Nikko Ström
nikko@sls.lcs.mit.edu
MIT Laboratory for Computer Science
Spoken Language Systems Group
http://www.sls.lcs.mit.edu
The FORM element is the most input dense element of HTML and is therefore the natural choice for extensions that would make the role of user input more important. In fact, many of the domains that we are currently exploring can be reduced to an "E-form" as a first approximation. For example, our Jupiter weather information system can be handled by an E-form with fields for the location, time, and category of information (e.g., "full forecast", "temperature", "chance of rain", etc). While highly complex domains may not be elegantly reducible to an E-form, we believe that many domains, particularly those that we expect can be reasonably handled by the available conversational systems technology available today and in the near future, are suitable for an E-form formulation.

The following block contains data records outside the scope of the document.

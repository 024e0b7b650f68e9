//! Attic CLI
//!
//! Command-line interface for Attic content directories.

#![warn(clippy::all)]
#![forbid(unsafe_code)]

use std::process::ExitCode;

use anyhow::Result;
use attic_cli::cli::Args;
use clap::Parser;

fn main() -> Result<ExitCode> {
    attic_cli::run(Args::parse())
}
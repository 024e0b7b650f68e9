//! The accepted frontmatter list forms and their edge cases.

use attic_content::markdown::{FrontmatterValue, parse_frontmatter_bytes};
use attic_content::parse_frontmatter;

fn list(items: &[&str]) -> FrontmatterValue {
    FrontmatterValue::List(items.iter().map(|s| s.to_string()).collect())
}

#[test]
fn test_every_list_form_agrees() {
    let inline = parse_frontmatter("tags: [a, 'b', \"c\"]");
    let opened_inline = parse_frontmatter("tags: [a,\n  'b',\n  \"c\"]");
    let bracketed = parse_frontmatter("tags:\n  [\n    a,\n    'b',\n    \"c\"\n  ]");
    let bulleted = parse_frontmatter("tags:\n  - a\n  - 'b'\n  - \"c\"");

    let expected = list(&["a", "b", "c"]);
    for fields in [&inline, &opened_inline, &bracketed, &bulleted] {
        assert_eq!(fields.get("tags"), Some(&expected));
    }
}

#[test]
fn test_keys_keep_source_order() {
    let fields = parse_frontmatter("title: T\ndate: 2024-01-01\ntags: [x]\nexcerpt: E");
    let keys: Vec<&str> = fields.keys().collect();
    assert_eq!(keys, vec!["title", "date", "tags", "excerpt"]);
}

#[test]
fn test_colon_in_quoted_scalar() {
    let fields = parse_frontmatter("title: \"Test: Subtitle\"\nurl: https://example.com/a");
    assert_eq!(fields.get_str("title"), Some("Test: Subtitle"));
    assert_eq!(fields.get_str("url"), Some("https://example.com/a"));
}

#[test]
fn test_bulleted_list_followed_by_key() {
    let fields = parse_frontmatter("ingredients:\n  - Flour: 200 g\n  - Eggs: 2\nservings: 4");
    assert_eq!(
        fields.get("ingredients"),
        Some(&list(&["Flour: 200 g", "Eggs: 2"]))
    );
    assert_eq!(fields.get_str("servings"), Some("4"));
}

#[test]
fn test_empty_inline_list() {
    let fields = parse_frontmatter("tags: []");
    assert_eq!(fields.get("tags"), Some(&list(&[])));
}

#[test]
fn test_unterminated_list_closed_at_end() {
    let fields = parse_frontmatter("tags:\n  [\n  one,\n  two");
    assert_eq!(fields.get("tags"), Some(&list(&["one", "two"])));
}

#[test]
fn test_garbage_lines_ignored() {
    let fields = parse_frontmatter("just some words\ntitle: Kept\n: no key");
    assert_eq!(fields.len(), 1);
    assert_eq!(fields.get_str("title"), Some("Kept"));
}

#[test]
fn test_bytes_must_be_utf8() {
    assert!(parse_frontmatter_bytes(b"title: ok").is_ok());
    let err = parse_frontmatter_bytes(&[b't', 0xc3, 0x28]).unwrap_err();
    assert!(matches!(err, attic_core::Error::InputType { .. }));
}
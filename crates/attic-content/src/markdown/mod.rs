//! Markdown document handling.
//!
//! - [`document`]: Split a raw document into header and body
//! - [`frontmatter`]: Parse the header into a [`FrontmatterMap`]
//! - [`render`]: Render the body to HTML
//! - [`helpers`]: Small text utilities shared by the parser and normalizer
//!
//! # Example
//!
//! ```rust
//! use attic_content::markdown::{parse_frontmatter, split_document};
//!
//! let raw = "---\ntitle: \"Test: Subtitle\"\ntags: [a, b, \"c d\"]\n---\nBody";
//! let parts = split_document(raw, "test").unwrap();
//! let fields = parse_frontmatter(parts.header().unwrap_or_default());
//!
//! assert_eq!(fields.get_str("title"), Some("Test: Subtitle"));
//! assert_eq!(fields.get_list("tags").unwrap(), ["a", "b", "c d"]);
//! assert_eq!(parts.body(), "Body");
//! ```

pub mod document;
pub mod frontmatter;
pub mod helpers;
pub mod render;

// Re-export key types and functions
pub use document::{DocumentParts, split_document};
pub use frontmatter::{
    FrontmatterMap, FrontmatterValue, parse as parse_frontmatter,
    parse_bytes as parse_frontmatter_bytes,
};
pub use helpers::{reading_time, split_unquoted_commas, strip_quotes};
pub use render::{MarkdownRenderer, RenderOptions, render as render_markdown};
//! Recipes and their ingredient lists.
//!
//! Ingredients are written one per list item as `name: amount unit # notes`:
//!
//! ```markdown
//! ingredients:
//!   - Flour: 200 g # sifted
//!   - Eggs: 2
//!   - Salt: to taste
//! ```
//!
//! Lines that do not match the pattern become a zero-amount ingredient named
//! after the raw text, so `Salt: to taste` is kept rather than dropped.

use std::fmt;
use std::sync::LazyLock;

use regex::Regex;
use serde::Serialize;

use super::{Normalizer, Post, PostKind};
use crate::markdown::{FrontmatterMap, FrontmatterValue};

static INGREDIENT_LINE: LazyLock<Regex> = LazyLock::new(|| {
    Regex::new(r"^(.+?):\s*(\d+(?:\.\d+)?)\s*([a-zA-Z%]+)?\s*(?:#\s*(.+?))?\s*$")
        .expect("Invalid ingredient regex")
});

/// Marker for recipes.
#[derive(Debug, Clone, Copy, PartialEq, Eq, Default)]
pub struct Recipe;

/// A normalized recipe.
pub type RecipePost = Post<Recipe>;

/// One ingredient with a numeric amount.
#[derive(Debug, Clone, PartialEq, Serialize)]
pub struct Ingredient {
    /// Ingredient name.
    pub name: String,
    /// Quantity; 0 when the source line had none.
    pub amount: f64,
    /// Unit such as `g`, `ml`, or `%`.
    #[serde(skip_serializing_if = "Option::is_none")]
    pub unit: Option<String>,
    /// Free-text notes following `#`.
    #[serde(skip_serializing_if = "Option::is_none")]
    pub notes: Option<String>,
}

impl Ingredient {
    /// Create an ingredient without unit or notes.
    pub fn new(name: impl Into<String>, amount: f64) -> Self {
        Self {
            name: name.into(),
            amount,
            unit: None,
            notes: None,
        }
    }

    /// Parse a `name: amount unit? (# notes)?` line.
    ///
    /// Returns `None` when the line does not match.
    ///
    /// # Example
    ///
    /// ```rust
    /// use attic_content::post::Ingredient;
    ///
    /// let flour = Ingredient::parse_line("Flour: 200 g # sifted").unwrap();
    /// assert_eq!(flour.name, "Flour");
    /// assert_eq!(flour.amount, 200.0);
    /// assert_eq!(flour.unit.as_deref(), Some("g"));
    /// assert_eq!(flour.notes.as_deref(), Some("sifted"));
    ///
    /// assert!(Ingredient::parse_line("Salt: to taste").is_none());
    /// ```
    pub fn parse_line(line: &str) -> Option<Self> {
        let caps = INGREDIENT_LINE.captures(line.trim())?;
        let amount = caps.get(2)?.as_str().parse::<f64>().ok()?;
        Some(Self {
            name: caps.get(1)?.as_str().trim().to_string(),
            amount,
            unit: caps.get(3).map(|m| m.as_str().to_string()),
            notes: caps.get(4).map(|m| m.as_str().to_string()),
        })
    }

    /// Parse a line, falling back to a zero-amount ingredient named after
    /// the raw text.
    pub fn from_line(line: &str) -> Self {
        Self::parse_line(line).unwrap_or_else(|| {
            log::debug!("Unrecognized ingredient line kept verbatim: {line}");
            Self::new(line.trim(), 0.0)
        })
    }

    /// A copy with the amount multiplied.
    pub fn scaled(&self, multiplier: f64) -> Self {
        Self {
            amount: self.amount * multiplier,
            ..self.clone()
        }
    }
}

impl fmt::Display for Ingredient {
    /// `name: amount[ unit][ (notes)]`, with whole amounts printed without
    /// a fractional part.
    fn fmt(&self, f: &mut fmt::Formatter<'_>) -> fmt::Result {
        write!(f, "{}: {}", self.name, self.amount)?;
        if let Some(unit) = &self.unit {
            write!(f, " {unit}")?;
        }
        if let Some(notes) = &self.notes {
            write!(f, " ({notes})")?;
        }
        Ok(())
    }
}

/// An ingredient as it arrives for coercion.
#[derive(Debug, Clone, PartialEq)]
pub enum IngredientEntry {
    /// A raw `name: amount unit # notes` line.
    Line(String),
    /// An ingredient that already has structured shape.
    Structured(Ingredient),
}

impl From<&str> for IngredientEntry {
    fn from(line: &str) -> Self {
        Self::Line(line.to_string())
    }
}

impl From<String> for IngredientEntry {
    fn from(line: String) -> Self {
        Self::Line(line)
    }
}

impl From<Ingredient> for IngredientEntry {
    fn from(ingredient: Ingredient) -> Self {
        Self::Structured(ingredient)
    }
}

impl IngredientEntry {
    /// Resolve into an ingredient; structured entries pass through unchanged.
    pub fn into_ingredient(self) -> Ingredient {
        match self {
            Self::Line(line) => Ingredient::from_line(&line),
            Self::Structured(ingredient) => ingredient,
        }
    }
}

/// Coerce ingredient entries in order.
pub fn coerce_ingredients<I>(entries: I) -> Vec<Ingredient>
where
    I: IntoIterator,
    I::Item: Into<IngredientEntry>,
{
    entries
        .into_iter()
        .map(|entry| entry.into().into_ingredient())
        .collect()
}

/// Multiply every amount, keeping names, units, and notes.
///
/// # Example
///
/// ```rust
/// use attic_content::post::{scale_ingredients, Ingredient};
///
/// let doubled = scale_ingredients(&[Ingredient::new("Eggs", 2.0)], 2.0);
/// assert_eq!(doubled[0].amount, 4.0);
/// ```
pub fn scale_ingredients(ingredients: &[Ingredient], multiplier: f64) -> Vec<Ingredient> {
    ingredients.iter().map(|i| i.scaled(multiplier)).collect()
}

/// Recipe-specific fields.
#[derive(Debug, Clone, Default, PartialEq, Serialize)]
pub struct RecipeMeta {
    /// Ingredients in source order.
    pub ingredients: Vec<Ingredient>,
    /// Number of servings, when given. Fractional values such as `2.5`
    /// are kept.
    #[serde(skip_serializing_if = "Option::is_none")]
    pub servings: Option<f64>,
}

fn coerce_servings(value: Option<&str>, slug: &str) -> Option<f64> {
    let text = value?.trim();
    match text.parse::<f64>() {
        Ok(servings) if servings.is_finite() => Some(servings),
        _ => {
            log::warn!("Ignoring non-numeric servings '{text}' in '{slug}'");
            None
        }
    }
}

impl PostKind for Recipe {
    type Extra = RecipeMeta;

    const NAME: &'static str = "recipes";
    const REQUIRES_HEADER: bool = false;

    fn extract(fields: &FrontmatterMap, slug: &str) -> RecipeMeta {
        let ingredients = match fields.get("ingredients") {
            Some(FrontmatterValue::List(items)) => coerce_ingredients(items.iter().map(String::as_str)),
            Some(FrontmatterValue::Scalar(_)) => {
                log::warn!("Expected a list of ingredients in '{slug}', found a scalar");
                Vec::new()
            }
            None => Vec::new(),
        };

        RecipeMeta {
            ingredients,
            servings: coerce_servings(fields.get_str("servings"), slug),
        }
    }
}

/// Normalize a recipe with default settings.
///
/// A recipe without a header is treated as all body with no metadata.
pub fn normalize_recipe(raw: &str, slug: &str) -> RecipePost {
    Normalizer::default().normalize(raw, slug)
}

#[cfg(test)]
#[allow(clippy::unwrap_used)]
mod tests {
    use super::*;

    const PANCAKES: &str = "---
title: 'Pancakes'
date: '2024-02-13'
excerpt: 'Shrove Tuesday staple'
tags:
  [
    'breakfast',
    'dessert'
  ]
servings: 4
ingredients:
  - Flour: 200 g # sifted
  - Eggs: 2
  - Milk: 0.5 l
  - Salt: to taste
---

# Pancakes

Whisk, rest, fry.
";

    // ------------------------------------------------------------------------
    // Ingredient lines
    // ------------------------------------------------------------------------

    #[test]
    fn test_parse_line_full() {
        let i = Ingredient::parse_line("Butter: 12.5 g # softened").unwrap();
        assert_eq!(i.name, "Butter");
        assert_eq!(i.amount, 12.5);
        assert_eq!(i.unit.as_deref(), Some("g"));
        assert_eq!(i.notes.as_deref(), Some("softened"));
    }

    #[test]
    fn test_parse_line_no_unit() {
        let i = Ingredient::parse_line("Eggs: 2").unwrap();
        assert_eq!(i, Ingredient::new("Eggs", 2.0));
    }

    #[test]
    fn test_parse_line_percent_unit() {
        let i = Ingredient::parse_line("Hydration: 70%").unwrap();
        assert_eq!(i.unit.as_deref(), Some("%"));
    }

    #[test]
    fn test_parse_line_notes_without_unit() {
        let i = Ingredient::parse_line("Lemons: 2 # zested").unwrap();
        assert_eq!(i.unit, None);
        assert_eq!(i.notes.as_deref(), Some("zested"));
    }

    #[test]
    fn test_from_line_fallback() {
        assert_eq!(Ingredient::from_line("Salt"), Ingredient::new("Salt", 0.0));
        assert_eq!(
            Ingredient::from_line("Pepper: a pinch"),
            Ingredient::new("Pepper: a pinch", 0.0)
        );
    }

    #[test]
    fn test_structured_entry_passes_through() {
        let structured = Ingredient {
            name: "Sugar".to_string(),
            amount: 50.0,
            unit: Some("g".to_string()),
            notes: Some("caster".to_string()),
        };
        let coerced = coerce_ingredients(vec![
            IngredientEntry::from(structured.clone()),
            IngredientEntry::from("Eggs: 3"),
        ]);
        assert_eq!(coerced[0], structured);
        assert_eq!(coerced[1], Ingredient::new("Eggs", 3.0));
    }

    // ------------------------------------------------------------------------
    // Display and scaling
    // ------------------------------------------------------------------------

    #[test]
    fn test_display() {
        let i = Ingredient::parse_line("Flour: 200 g # sifted").unwrap();
        assert_eq!(i.to_string(), "Flour: 200 g (sifted)");
        assert_eq!(Ingredient::new("Eggs", 1.5).to_string(), "Eggs: 1.5");
    }

    #[test]
    fn test_scale_ingredients() {
        let base = vec![
            Ingredient::parse_line("Flour: 200 g # sifted").unwrap(),
            Ingredient::new("Eggs", 2.0),
        ];
        let doubled = scale_ingredients(&base, 2.0);
        assert_eq!(doubled[0].amount, 400.0);
        assert_eq!(doubled[0].unit.as_deref(), Some("g"));
        assert_eq!(doubled[0].notes.as_deref(), Some("sifted"));
        assert_eq!(doubled[1].amount, 4.0);
        assert_eq!(base[1].amount, 2.0);
    }

    // ------------------------------------------------------------------------
    // Normalization
    // ------------------------------------------------------------------------

    #[test]
    fn test_normalize_recipe() {
        let recipe = normalize_recipe(PANCAKES, "pancakes");
        assert_eq!(recipe.title, "Pancakes");
        assert_eq!(recipe.date, "2024-02-13");
        assert_eq!(recipe.tags, vec!["breakfast", "dessert"]);
        assert_eq!(recipe.extra.servings, Some(4.0));

        let ingredients = &recipe.extra.ingredients;
        assert_eq!(ingredients.len(), 4);
        assert_eq!(ingredients[0].name, "Flour");
        assert_eq!(ingredients[1], Ingredient::new("Eggs", 2.0));
        assert_eq!(ingredients[2].amount, 0.5);
        assert_eq!(ingredients[3], Ingredient::new("Salt: to taste", 0.0));
        assert!(!recipe.html.contains("<h1>"));
    }

    #[test]
    fn test_recipe_without_header_is_all_body() {
        let recipe = normalize_recipe("Just a note about toast.", "toast");
        assert!(!recipe.is_malformed());
        assert_eq!(recipe.title, "Untitled");
        assert_eq!(recipe.content, "Just a note about toast.");
        assert!(recipe.extra.ingredients.is_empty());
    }

    #[test]
    fn test_recipe_unclosed_header_is_malformed() {
        let recipe = normalize_recipe("---\ntitle: Open\ningredients:\n  - Eggs: 2\n", "open");
        assert!(recipe.title.starts_with("Error:"));
        assert!(recipe.extra.ingredients.is_empty());
    }

    #[test]
    fn test_non_numeric_servings_dropped() {
        let recipe = normalize_recipe("---\nservings: a few\n---\nBody", "few");
        assert_eq!(recipe.extra.servings, None);
        let recipe = normalize_recipe("---\nservings: NaN\n---\nBody", "nan");
        assert_eq!(recipe.extra.servings, None);
    }

    #[test]
    fn test_fractional_servings_kept() {
        let recipe = normalize_recipe("---\nservings: 2.5\n---\nBody", "half");
        assert_eq!(recipe.extra.servings, Some(2.5));
    }

    #[test]
    fn test_scalar_ingredients_ignored() {
        let recipe = normalize_recipe("---\ningredients: flour and eggs\n---\nBody", "x");
        assert!(recipe.extra.ingredients.is_empty());
    }

    #[test]
    fn test_comma_separated_scalar_tags() {
        let recipe = normalize_recipe("---\ntags: \"dinner, Quick, quick\"\n---\nBody", "x");
        assert_eq!(recipe.tags, vec!["dinner", "Quick"]);
    }
}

Although the FORM element may already be a possible means of representing all the information of a user query, there is currently poor support for expressing constraints and relations between fields. Such constraints and relations would make it easier for an automated dialogue manager to find a suitable strategy for completing the form by conversational interaction with the user. A simple example would be to formalize the commonly practiced convention to indicate which fields are required to complete the form. More complex relations can guide the dialogue manager about which fields to clear and which to keep at dialogue turns, e.g., in a weather information system: keep the "location" if the user changes only the "time" of the query.